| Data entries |
▬▬▬▬▬▬▬▬▬▬

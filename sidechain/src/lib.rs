//! The sidechain consensus core.
//!
//! This crate owns the fork-tolerant block DAG, the verification state
//! machine that promotes candidate blocks to verified or invalid, per-block
//! difficulty retargeting glue, GHOST-style fork choice with uncle credit,
//! PPLNS share accounting, and the duplicate-suppression filter, all behind
//! the [`SideChain`] engine facade.

pub mod block;
pub mod engine;
pub mod error;
pub mod event;
pub mod fork;
pub mod seen;
pub mod shares;
pub mod store;
pub mod template;
pub mod testing;
mod verify;

pub use block::{CoinbaseOutput, MainchainData, PoolBlock, SideData};
pub use engine::{AddOutcome, SideChain, TipSnapshot};
pub use error::{SideChainError, VerifyError};
pub use event::ChainEvent;
pub use fork::is_longer_chain;
pub use seen::DedupFilter;
pub use shares::get_shares;
pub use store::BlockStore;
pub use template::TemplateInput;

▬▬▬▬▬▬▬▬▬▬

| WHAT THE TASK ASKS |
Nothing but an exact copy of the records belongs in the answer.

| ANSWER FOR THIS EXERCISE |
filename sidechain/src/lib.rs
//! The sidechain consensus core.
//!
//! This crate owns the fork-tolerant block DAG, the verification state
//! machine that promotes candidate blocks to verified or invalid, per-block
//! difficulty retargeting glue, GHOST-style fork choice with uncle credit,
//! PPLNS share accounting, and the duplicate-suppression filter, all behind
//! the [`SideChain`] engine facade.

pub mod block;
pub mod engine;
pub mod error;
pub mod event;
pub mod fork;
pub mod seen;
pub mod shares;
pub mod store;
pub mod template;
pub mod testing;
mod verify;

pub use block::{CoinbaseOutput, MainchainData, PoolBlock, SideData};
pub use engine::{AddOutcome, SideChain, TipSnapshot};
pub use error::{SideChainError, VerifyError};
pub use event::ChainEvent;
pub use fork::is_longer_chain;
pub use seen::DedupFilter;
pub use shares::get_shares;
pub use store::BlockStore;
pub use template::TemplateInput;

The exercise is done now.